You get emotionally invested in thinking a certain way about reality only for it to fall apart in light of incoming data and patterns of sense being made you didn't foresee coming, and you grieve. This is human. Losing the sense you had heretofore made of the objective cosmos outside your skull reverts you to a degree back to that primeval state of mind you started life with where anything could have been true and your neurons were plastic and ready and to take almost any shape they needed, but this is accompanied by nerve-wracking anxiety. Anxiety is the emotional driver the limbic system puts on high-priority data having to do with its own survival or the wellbeing of things so conceived, and it gets the neural machinery moving like they're young again, marshaling everything they got to make sense of the threat, although it's not pleasant.

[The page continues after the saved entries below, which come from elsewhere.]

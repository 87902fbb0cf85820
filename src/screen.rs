//! The screen plugin contract and the supporting transition plumbing.
//!
//! Any screen variant the navigation layer can own implements [`Screen`]:
//! it is shown with optional origin data, told to hide with a [`HideToken`]
//! it must finish exactly once (synchronously or frames later), updated every
//! frame, and disposed when replaced.

use crate::stage::Stage;
use crate::types::OriginData;
use crossbeam_channel::{bounded, Receiver, Sender};

/// Single-shot completion token for a hide transition.
///
/// Finishing consumes the token, so a screen cannot signal completion twice;
/// dropping it unfinished stalls the transition, which is a screen bug.
pub struct HideToken {
    sender: Sender<Option<OriginData>>,
}

impl HideToken {
    /// Creates a token and the receiver the navigation layer polls.
    pub fn channel() -> (HideToken, Receiver<Option<OriginData>>) {
        let (sender, receiver) = bounded(1);
        (HideToken { sender }, receiver)
    }

    /// Signals that the hide transition completed, forwarding the origin data
    /// to the incoming screen.
    pub fn finish(self, origin: Option<OriginData>) {
        let _ = self.sender.send(origin);
    }
}

/// The navigation facade handed to screens during update: read the current
/// path, or request a new destination.
#[derive(Debug, Default)]
pub struct NavLink {
    current_path: String,
    requested: Option<(String, Option<OriginData>)>,
}

impl NavLink {
    pub fn current_path(&self) -> &str {
        &self.current_path
    }

    /// Requests navigation to `path`, carrying the clicked item so the
    /// destination screen can animate from its visual position. Handled by
    /// the navigation layer on the next poll.
    pub fn set_destination(&mut self, path: impl Into<String>, origin: Option<OriginData>) {
        self.requested = Some((path.into(), origin));
    }

    pub(crate) fn set_current_path(&mut self, path: &str) {
        self.current_path.clear();
        self.current_path.push_str(path);
    }

    pub(crate) fn take_request(&mut self) -> Option<(String, Option<OriginData>)> {
        self.requested.take()
    }
}

/// Contract between the navigation layer and any screen variant.
pub trait Screen {
    /// Brings the screen in. `origin` is the item the navigation came from,
    /// when there was one.
    fn show(&mut self, stage: &mut Stage, link: &NavLink, origin: Option<OriginData>);

    /// Starts hiding. The screen must finish the token exactly once, either
    /// here or from a later `update` once its exit choreography is done.
    fn hide(&mut self, stage: &mut Stage, token: HideToken, origin: Option<OriginData>);

    /// Per-frame update. Runs after the interaction manager so raycast hits
    /// are fresh.
    fn update(&mut self, dt: f32, stage: &mut Stage, link: &mut NavLink);

    /// Releases scene nodes, tracked objects and listeners. Called once when
    /// the screen is replaced; never called on the landing singleton.
    fn dispose(&mut self, stage: &mut Stage);

    /// In-place path change for screens that resolve sub-routes themselves
    /// (tab switches). Default: ignore.
    fn on_path_changed(&mut self, _stage: &mut Stage, _path: &str) {}
}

Some minds expeerience trauma and the subsequent difficulty making sense of it that they break and just take a permanent vacation in lala land. Some minds fracture into compartments, each a different person almost, and the lucky one gets to deal with the trauma so the others don't have to. Some minds learn to dissociate in all the right ways to keep their senses away from their emotions. Some minds like to sleep more often rather than wake up and deal with what waits for them there. I remember my dreams at one point in my early twenties were all I lived for anymore, even if they were bad, because they were different than titanic struggle I had to wrestle with when my eyes were open. I hated that moment when the dream started to wrap up, when you started losing your memory of what just happened in the last scene, and the dream starts to dissolve. In that moment I would realize I had been dreaming, and in the place of my dream memory, my usual anxieties came flooding back into my mind as I recognized the light of the sun from behind my eyelids. The weight of the day indeed felt like a weight, and it came crashing down on me every morning and the hypertension resumed where it left off the day before.

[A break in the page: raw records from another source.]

//! # Vitrine Engine
//!
//! `vitrine-engine` is the presentation core of a scene-graph based showcase
//! site: screens of 3D-placed content, navigated by URL path changes with
//! animated transitions, raycast pointer interaction and a canvas-to-world
//! scaling layer that keeps anchored content positioned across any aspect
//! ratio.
//!
//! ## Core Features
//!
//! *   **Keyframe Animation**: named property tracks with easing, randomised
//!     durations and "continue from current value" keyframes.
//! *   **Screen Navigation**: a URL-driven state machine sequencing
//!     hide-then-show transitions between the landing menu and app screens.
//! *   **Canvas Scaling**: a fixed-reference world coordinate system projected
//!     onto arbitrary canvas sizes, cascading to anchored nodes on resize.
//! *   **Interaction**: tracked-object raycasting with multi-touch
//!     bookkeeping and tap-vs-drag disambiguation.
//! *   **Overlay Projection**: world-to-screen placement for host-rendered
//!     DOM content.
//!
//! Rendering itself is a collaborator: the engine owns transforms, timing and
//! input, and exposes the scene graph and particle buffers for a renderer to
//! draw.
//!
//! ## Usage
//!
//! The entry points are [`Stage`] (the per-canvas composition root) and
//! [`Navigation`] (the screen state machine):
//!
//! ```rust,no_run
//! use std::sync::Arc;
//! use vitrine_engine::{
//!     DefaultAssetLoader, MemoryPathProvider, Navigation, SiteConfig, Stage,
//! };
//!
//! let mut stage = Stage::new(1280.0, 720.0, Arc::new(DefaultAssetLoader));
//! let provider = MemoryPathProvider::new("/");
//! let mut navigation = Navigation::new(&mut stage, Box::new(provider), SiteConfig::default());
//!
//! // Per frame:
//! let dt = 1.0 / 60.0;
//! stage.resize_if_needed(1280.0, 720.0);
//! stage.update_interactions(dt);
//! navigation.update(dt, &mut stage);
//! ```

/// Animation primitives: easing, keyframes, curves and named tracks.
pub mod animation;

/// Named-track playback over explicit binding tables.
pub mod animator;

/// Asset loading and caching.
pub mod assets;

/// Perspective camera and viewport math.
pub mod camera;

/// Site configuration: routes, tabs and content entries.
pub mod config;

pub mod errors;

/// Pointer/touch interaction and click dispatch.
pub mod interact;

/// The URL-driven screen state machine.
pub mod navigation;

/// World-to-screen placement for host-rendered overlays.
pub mod overlay;

/// Particle emitter simulation.
pub mod particles;

/// Ray construction and shape intersection.
pub mod raycast;

/// Canvas-to-world scaling and anchored placement.
pub mod scaler;

/// The scene graph data structure.
pub mod scene;

/// The screen plugin contract.
pub mod screen;

/// Concrete screen variants.
pub mod screens;

/// The per-canvas composition root.
pub mod stage;

/// Shared data types.
pub mod types;

pub use assets::{AssetCache, AssetLoader, DefaultAssetLoader};
pub use config::SiteConfig;
pub use errors::StageError;
pub use navigation::{MemoryPathProvider, Navigation, PathProvider};
pub use screen::Screen;
pub use stage::Stage;
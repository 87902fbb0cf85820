//! Site configuration: route tables, tabs and content entries.
//!
//! Screens and content items are described by data and resolved through
//! closed variant registries ([`ScreenKind`], [`ContentKind`]) at load time —
//! configuration never carries live constructor references.

use crate::errors::StageError;
use crate::types::OrientedValue;
use serde::{Deserialize, Serialize};

/// The closed set of screen variants a route can resolve to.
#[derive(Copy, Clone, Debug, PartialEq, Eq, Serialize, Deserialize)]
#[serde(rename_all = "snake_case")]
pub enum ScreenKind {
    /// The landing menu; the common root of all other pages.
    Landing,
    /// A tabbed content screen.
    App,
}

/// The closed set of content entry variants a tab can host.
#[derive(Copy, Clone, Debug, PartialEq, Eq, Serialize, Deserialize)]
#[serde(rename_all = "snake_case")]
pub enum ContentKind {
    Text,
    Image,
}

/// One content entry within a tab.
#[derive(Clone, Debug, Serialize, Deserialize)]
pub struct ContentConfig {
    pub kind: ContentKind,
    /// Body copy for text entries.
    #[serde(default)]
    pub text: Option<String>,
    /// Resource path for image entries, resolved through the asset cache.
    #[serde(default)]
    pub resource: Option<String>,
    #[serde(default)]
    pub anchor_x: OrientedValue,
    #[serde(default)]
    pub anchor_y: OrientedValue,
    #[serde(default)]
    pub ref_x: OrientedValue,
    #[serde(default)]
    pub ref_y: OrientedValue,
    #[serde(default = "default_content_extent")]
    pub width: f32,
    #[serde(default = "default_content_extent")]
    pub height: f32,
}

fn default_content_extent() -> f32 {
    2.0
}

/// One tab of an app screen.
#[derive(Clone, Debug, Serialize, Deserialize)]
pub struct TabConfig {
    /// Sub-route id appended to the app path after a `.`.
    pub id: String,
    pub title: String,
    #[serde(default)]
    pub content: Vec<ContentConfig>,
}

/// One route entry: the path fragment it matches and the screen it opens.
#[derive(Clone, Debug, Serialize, Deserialize)]
pub struct RouteConfig {
    pub title: String,
    /// Path fragment matched by containment, e.g. `/#lightning`.
    pub path: String,
    pub screen: ScreenKind,
    #[serde(default)]
    pub tabs: Vec<TabConfig>,
}

/// The full site definition: the ordered app route table, then the ordered
/// "other" route table. Unmatched paths resolve to the landing screen.
#[derive(Clone, Debug, Default, Serialize, Deserialize)]
pub struct SiteConfig {
    #[serde(default)]
    pub apps: Vec<RouteConfig>,
    #[serde(default)]
    pub other: Vec<RouteConfig>,
}

impl SiteConfig {
    pub fn from_json(json: &str) -> Result<Self, StageError> {
        let config: SiteConfig =
            serde_json::from_str(json).map_err(|e| StageError::ConfigError(e.to_string()))?;
        config.validate()?;
        Ok(config)
    }

    /// Load-time validation so bad data fails here, not mid-transition.
    pub fn validate(&self) -> Result<(), StageError> {
        for route in self.apps.iter().chain(self.other.iter()) {
            if route.path.is_empty() {
                return Err(StageError::ConfigError(format!(
                    "route '{}' has an empty path",
                    route.title
                )));
            }
            if route.screen == ScreenKind::App && route.tabs.is_empty() {
                return Err(StageError::ConfigError(format!(
                    "app route '{}' has no tabs",
                    route.title
                )));
            }
        }
        // App screens are indexed through the landing registry, which is
        // built from the apps table alone.
        for route in &self.other {
            if route.screen == ScreenKind::App {
                return Err(StageError::ConfigError(format!(
                    "app route '{}' must live in the apps table",
                    route.title
                )));
            }
        }
        Ok(())
    }
}
// THEORY:
// This file is the main entry point for the `dominant_color` library crate.
// It exposes the `pipeline` module (sequential) and the `parallel_pipeline`
// module (worker-based) as the high-level interface: hand them an image and an
// optional region, get back a `Report` naming the dominant color category.
//
// The `core_modules` tree holds the layered engine underneath:
// - `D1::pixel`:      single-pixel forms and the RGB→HLS converter
// - `classifier`:     one pixel → one of nine `ColorCategory` buckets
// - `histogram`:      per-call counts and the tie-break scan
// - `region`/`hls_image`: the rectangle and the converted grid it indexes
// - `aggregator`:     region scan → histogram → dominant category

pub mod core_modules;
pub mod error;
pub mod parallel_pipeline;
pub mod pipeline;

pub use core_modules::aggregator::{dominant, dominant_color};
pub use core_modules::classifier::classify;
pub use error::DominantColorError;
pub use pipeline::{ColorCategory, HistogramCounts, Region};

The feeling of being, being inside of a mind, being a mind, being the locus of your own experience, is all any of us really have. It is the most consistent and universal part of being: which is maybe why some smart guy a long time ago said I think therefore I am. It doesn't have to be a terrible experience all the time. There are ways of "dealing with reality," although they might take time. None of what I learned about the church was hard to understand intellectually -- just emotionally. There is a series of patterns stored in my connectome called my family, and the idea of them is connected to my every social idea about literally every single other human being I can meet. So having them refuse to understand what I've been through while maneuvering to knock me down a few rungs in the social hierarchy while rushing to understand me in unflattering and inaccurate terms so that the idea of me is no longer a threat to them, breaks my heart and I struggle to deal with it. But what I'm really good at is getting an objective perspective and framing things in a bigger picture where I'm too awed and too busy learning about how things work to get depressed. I've been coping like this my entire life.